-- What is needed --
The answer must be every line below that holds the word "derive".

Records from a data source:
=-=-=-=-=

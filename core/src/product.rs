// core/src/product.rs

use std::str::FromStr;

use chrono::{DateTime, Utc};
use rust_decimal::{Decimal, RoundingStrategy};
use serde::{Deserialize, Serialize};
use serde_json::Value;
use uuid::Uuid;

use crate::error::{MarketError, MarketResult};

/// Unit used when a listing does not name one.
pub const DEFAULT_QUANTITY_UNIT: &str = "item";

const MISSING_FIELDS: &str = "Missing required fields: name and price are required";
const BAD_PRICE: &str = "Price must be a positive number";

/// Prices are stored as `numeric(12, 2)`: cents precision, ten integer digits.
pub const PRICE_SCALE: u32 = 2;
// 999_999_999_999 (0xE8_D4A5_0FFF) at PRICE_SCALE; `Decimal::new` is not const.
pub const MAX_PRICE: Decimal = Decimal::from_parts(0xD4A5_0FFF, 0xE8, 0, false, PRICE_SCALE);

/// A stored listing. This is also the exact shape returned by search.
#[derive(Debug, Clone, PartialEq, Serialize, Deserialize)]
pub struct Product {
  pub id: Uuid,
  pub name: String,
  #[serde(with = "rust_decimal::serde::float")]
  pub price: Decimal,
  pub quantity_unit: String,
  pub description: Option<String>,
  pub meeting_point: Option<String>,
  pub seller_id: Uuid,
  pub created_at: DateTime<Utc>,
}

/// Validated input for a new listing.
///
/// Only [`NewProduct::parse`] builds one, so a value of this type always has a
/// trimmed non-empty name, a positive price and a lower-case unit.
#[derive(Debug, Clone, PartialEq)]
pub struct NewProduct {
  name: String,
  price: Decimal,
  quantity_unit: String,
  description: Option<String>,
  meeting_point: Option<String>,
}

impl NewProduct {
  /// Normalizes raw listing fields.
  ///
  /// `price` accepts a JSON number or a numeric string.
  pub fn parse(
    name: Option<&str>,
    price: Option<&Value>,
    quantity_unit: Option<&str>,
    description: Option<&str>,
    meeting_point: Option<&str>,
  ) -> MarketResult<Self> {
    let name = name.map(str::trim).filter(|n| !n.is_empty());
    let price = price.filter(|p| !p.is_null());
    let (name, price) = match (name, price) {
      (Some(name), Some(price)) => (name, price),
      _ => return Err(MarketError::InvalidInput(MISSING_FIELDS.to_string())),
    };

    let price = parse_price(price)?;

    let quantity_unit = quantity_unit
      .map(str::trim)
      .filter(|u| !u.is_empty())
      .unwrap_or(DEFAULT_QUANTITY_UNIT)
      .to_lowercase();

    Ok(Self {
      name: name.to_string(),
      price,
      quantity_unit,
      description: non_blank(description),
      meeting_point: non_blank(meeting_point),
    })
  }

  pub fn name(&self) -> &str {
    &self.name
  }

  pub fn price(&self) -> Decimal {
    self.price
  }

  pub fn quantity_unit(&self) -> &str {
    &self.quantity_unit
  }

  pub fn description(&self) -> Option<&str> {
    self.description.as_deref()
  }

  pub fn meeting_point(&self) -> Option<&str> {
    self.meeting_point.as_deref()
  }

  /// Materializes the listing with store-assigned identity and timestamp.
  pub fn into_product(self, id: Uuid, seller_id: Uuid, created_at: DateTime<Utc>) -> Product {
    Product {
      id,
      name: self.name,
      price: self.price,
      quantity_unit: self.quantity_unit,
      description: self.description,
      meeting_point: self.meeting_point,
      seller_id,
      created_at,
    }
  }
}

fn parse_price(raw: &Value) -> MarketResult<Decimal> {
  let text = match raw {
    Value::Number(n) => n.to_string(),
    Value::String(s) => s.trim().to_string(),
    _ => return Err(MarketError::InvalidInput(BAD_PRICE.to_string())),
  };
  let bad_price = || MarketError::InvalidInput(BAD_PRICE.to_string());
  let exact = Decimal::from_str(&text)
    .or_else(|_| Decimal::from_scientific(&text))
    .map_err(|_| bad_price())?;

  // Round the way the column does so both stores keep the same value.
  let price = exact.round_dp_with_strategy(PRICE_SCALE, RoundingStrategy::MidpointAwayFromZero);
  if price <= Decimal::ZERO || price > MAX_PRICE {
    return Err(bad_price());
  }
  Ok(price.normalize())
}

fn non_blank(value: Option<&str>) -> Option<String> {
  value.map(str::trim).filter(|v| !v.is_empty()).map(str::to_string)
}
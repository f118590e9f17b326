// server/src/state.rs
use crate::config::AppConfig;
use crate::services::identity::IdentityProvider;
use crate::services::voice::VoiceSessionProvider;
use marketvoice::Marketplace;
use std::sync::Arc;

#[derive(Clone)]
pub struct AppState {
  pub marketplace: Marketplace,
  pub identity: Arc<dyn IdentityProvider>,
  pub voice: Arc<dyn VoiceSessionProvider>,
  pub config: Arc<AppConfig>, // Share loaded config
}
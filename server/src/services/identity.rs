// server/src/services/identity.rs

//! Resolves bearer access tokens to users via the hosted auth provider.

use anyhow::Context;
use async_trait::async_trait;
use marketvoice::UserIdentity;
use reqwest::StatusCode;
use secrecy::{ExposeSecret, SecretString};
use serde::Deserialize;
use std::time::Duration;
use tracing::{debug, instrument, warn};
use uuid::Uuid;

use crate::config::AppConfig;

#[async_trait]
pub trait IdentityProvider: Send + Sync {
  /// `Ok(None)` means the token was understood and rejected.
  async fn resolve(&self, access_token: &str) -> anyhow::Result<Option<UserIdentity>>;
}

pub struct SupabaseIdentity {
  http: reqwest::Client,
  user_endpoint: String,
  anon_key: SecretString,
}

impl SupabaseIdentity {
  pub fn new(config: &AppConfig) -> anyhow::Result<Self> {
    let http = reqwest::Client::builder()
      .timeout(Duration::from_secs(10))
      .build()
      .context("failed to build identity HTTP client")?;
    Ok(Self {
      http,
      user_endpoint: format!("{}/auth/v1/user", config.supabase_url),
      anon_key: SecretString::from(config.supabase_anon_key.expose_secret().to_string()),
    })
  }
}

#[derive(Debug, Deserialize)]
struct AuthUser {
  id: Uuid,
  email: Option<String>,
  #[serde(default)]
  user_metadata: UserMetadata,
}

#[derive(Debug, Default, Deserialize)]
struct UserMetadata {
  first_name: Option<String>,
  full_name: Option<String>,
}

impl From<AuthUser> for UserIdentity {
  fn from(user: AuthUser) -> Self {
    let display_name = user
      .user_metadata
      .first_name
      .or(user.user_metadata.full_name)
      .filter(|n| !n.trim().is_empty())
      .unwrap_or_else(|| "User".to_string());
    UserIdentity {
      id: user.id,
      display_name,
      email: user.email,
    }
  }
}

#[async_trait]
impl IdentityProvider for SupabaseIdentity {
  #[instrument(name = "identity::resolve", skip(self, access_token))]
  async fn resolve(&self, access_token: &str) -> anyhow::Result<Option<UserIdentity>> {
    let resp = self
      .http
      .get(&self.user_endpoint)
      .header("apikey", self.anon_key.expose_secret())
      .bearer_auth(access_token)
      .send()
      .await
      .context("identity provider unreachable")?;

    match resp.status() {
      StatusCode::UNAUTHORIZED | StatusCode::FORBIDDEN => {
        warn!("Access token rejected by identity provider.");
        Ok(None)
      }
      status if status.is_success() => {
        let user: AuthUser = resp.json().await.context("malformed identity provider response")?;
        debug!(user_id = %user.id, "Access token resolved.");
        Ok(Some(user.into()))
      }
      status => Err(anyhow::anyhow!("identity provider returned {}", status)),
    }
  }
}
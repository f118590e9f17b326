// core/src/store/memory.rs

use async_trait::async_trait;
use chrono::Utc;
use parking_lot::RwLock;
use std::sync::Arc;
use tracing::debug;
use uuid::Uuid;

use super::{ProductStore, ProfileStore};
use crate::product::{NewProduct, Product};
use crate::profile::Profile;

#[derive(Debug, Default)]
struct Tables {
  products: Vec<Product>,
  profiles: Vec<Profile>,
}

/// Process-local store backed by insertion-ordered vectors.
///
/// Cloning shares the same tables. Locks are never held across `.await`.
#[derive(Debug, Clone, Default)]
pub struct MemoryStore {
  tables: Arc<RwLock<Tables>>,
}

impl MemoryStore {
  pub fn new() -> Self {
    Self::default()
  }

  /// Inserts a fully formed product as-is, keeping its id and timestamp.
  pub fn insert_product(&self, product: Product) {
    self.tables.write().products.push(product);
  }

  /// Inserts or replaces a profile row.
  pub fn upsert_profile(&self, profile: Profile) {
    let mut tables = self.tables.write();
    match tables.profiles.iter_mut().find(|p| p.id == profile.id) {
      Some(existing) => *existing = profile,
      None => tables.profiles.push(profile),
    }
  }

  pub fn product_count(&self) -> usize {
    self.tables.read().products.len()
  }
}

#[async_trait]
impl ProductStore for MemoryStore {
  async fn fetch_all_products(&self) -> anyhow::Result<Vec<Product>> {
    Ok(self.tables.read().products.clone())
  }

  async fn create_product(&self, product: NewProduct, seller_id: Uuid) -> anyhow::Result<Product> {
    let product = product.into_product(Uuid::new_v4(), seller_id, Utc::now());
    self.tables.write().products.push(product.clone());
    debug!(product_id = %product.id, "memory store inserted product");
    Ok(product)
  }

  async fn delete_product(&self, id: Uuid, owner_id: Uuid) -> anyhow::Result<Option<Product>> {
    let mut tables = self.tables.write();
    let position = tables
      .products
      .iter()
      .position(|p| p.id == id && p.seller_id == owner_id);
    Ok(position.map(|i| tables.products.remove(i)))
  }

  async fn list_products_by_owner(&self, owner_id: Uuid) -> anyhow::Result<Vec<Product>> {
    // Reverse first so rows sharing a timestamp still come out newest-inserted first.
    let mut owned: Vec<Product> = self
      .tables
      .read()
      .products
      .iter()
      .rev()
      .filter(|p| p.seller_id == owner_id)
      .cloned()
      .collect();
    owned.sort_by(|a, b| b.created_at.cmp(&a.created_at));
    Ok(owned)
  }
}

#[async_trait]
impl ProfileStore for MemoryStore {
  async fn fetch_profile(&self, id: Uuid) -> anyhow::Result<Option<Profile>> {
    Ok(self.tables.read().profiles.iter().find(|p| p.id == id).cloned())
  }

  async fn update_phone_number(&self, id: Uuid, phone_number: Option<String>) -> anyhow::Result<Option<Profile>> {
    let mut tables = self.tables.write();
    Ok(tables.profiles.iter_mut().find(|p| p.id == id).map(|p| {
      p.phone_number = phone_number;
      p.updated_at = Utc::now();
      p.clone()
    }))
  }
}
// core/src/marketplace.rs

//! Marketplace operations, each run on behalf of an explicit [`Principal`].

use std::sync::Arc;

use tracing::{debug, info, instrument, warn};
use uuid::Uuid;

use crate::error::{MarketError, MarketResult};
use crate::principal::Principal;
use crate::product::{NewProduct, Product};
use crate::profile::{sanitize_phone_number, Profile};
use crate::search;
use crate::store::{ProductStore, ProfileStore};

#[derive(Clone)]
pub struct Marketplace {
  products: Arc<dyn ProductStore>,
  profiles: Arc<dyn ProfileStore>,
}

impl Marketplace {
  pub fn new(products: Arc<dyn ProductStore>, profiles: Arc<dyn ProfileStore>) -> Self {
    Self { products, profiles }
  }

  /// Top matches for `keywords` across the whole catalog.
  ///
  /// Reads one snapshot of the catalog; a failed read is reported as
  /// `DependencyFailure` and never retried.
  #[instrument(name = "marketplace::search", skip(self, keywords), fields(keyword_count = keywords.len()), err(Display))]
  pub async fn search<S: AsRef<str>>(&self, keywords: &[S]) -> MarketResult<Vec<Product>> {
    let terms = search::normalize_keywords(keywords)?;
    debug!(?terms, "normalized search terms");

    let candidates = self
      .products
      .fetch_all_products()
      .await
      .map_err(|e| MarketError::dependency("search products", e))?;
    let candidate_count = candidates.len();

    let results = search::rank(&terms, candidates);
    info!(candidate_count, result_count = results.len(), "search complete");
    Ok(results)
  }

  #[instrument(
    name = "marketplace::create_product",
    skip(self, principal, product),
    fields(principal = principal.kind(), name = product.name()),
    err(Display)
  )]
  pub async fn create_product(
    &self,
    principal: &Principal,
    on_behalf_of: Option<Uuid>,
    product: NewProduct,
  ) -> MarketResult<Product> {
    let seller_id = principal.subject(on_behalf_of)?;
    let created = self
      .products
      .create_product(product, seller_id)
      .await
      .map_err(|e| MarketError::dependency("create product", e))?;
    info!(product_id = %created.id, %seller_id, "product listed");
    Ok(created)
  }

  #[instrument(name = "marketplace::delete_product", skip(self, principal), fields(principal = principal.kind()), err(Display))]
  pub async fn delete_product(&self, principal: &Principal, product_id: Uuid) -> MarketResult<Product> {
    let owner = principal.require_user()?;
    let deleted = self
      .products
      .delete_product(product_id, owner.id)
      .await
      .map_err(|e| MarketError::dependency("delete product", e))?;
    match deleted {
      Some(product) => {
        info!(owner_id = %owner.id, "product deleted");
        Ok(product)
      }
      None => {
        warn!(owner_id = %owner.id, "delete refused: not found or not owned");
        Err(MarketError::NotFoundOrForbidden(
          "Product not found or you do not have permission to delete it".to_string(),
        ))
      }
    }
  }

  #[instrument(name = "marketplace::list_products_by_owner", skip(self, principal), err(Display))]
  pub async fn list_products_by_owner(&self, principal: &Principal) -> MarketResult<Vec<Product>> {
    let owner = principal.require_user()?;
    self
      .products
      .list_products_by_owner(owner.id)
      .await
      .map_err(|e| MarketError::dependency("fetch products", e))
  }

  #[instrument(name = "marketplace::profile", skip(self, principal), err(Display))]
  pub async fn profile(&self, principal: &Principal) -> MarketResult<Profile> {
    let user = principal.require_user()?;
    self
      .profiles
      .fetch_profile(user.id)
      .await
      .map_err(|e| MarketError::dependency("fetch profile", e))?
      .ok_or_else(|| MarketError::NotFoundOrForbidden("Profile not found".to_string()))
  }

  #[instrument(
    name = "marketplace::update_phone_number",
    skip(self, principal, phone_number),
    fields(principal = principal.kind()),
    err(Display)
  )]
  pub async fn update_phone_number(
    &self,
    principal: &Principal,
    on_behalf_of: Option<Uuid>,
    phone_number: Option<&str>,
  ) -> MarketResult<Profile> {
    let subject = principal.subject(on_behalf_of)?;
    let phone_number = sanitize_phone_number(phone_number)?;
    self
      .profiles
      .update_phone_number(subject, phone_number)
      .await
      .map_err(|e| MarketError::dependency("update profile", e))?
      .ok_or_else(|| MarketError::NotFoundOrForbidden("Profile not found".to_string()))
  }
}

=-=-=-=-=

-- Result of the exercise --
#[derive(Debug, Clone, PartialEq, Serialize, Deserialize)]
#[derive(Debug, Clone, PartialEq)]
#[derive(Clone)]
#[derive(Debug, Deserialize)]
#[derive(Debug, Default, Deserialize)]
#[derive(Debug, Default)]
#[derive(Debug, Clone, Default)]
#[derive(Clone)]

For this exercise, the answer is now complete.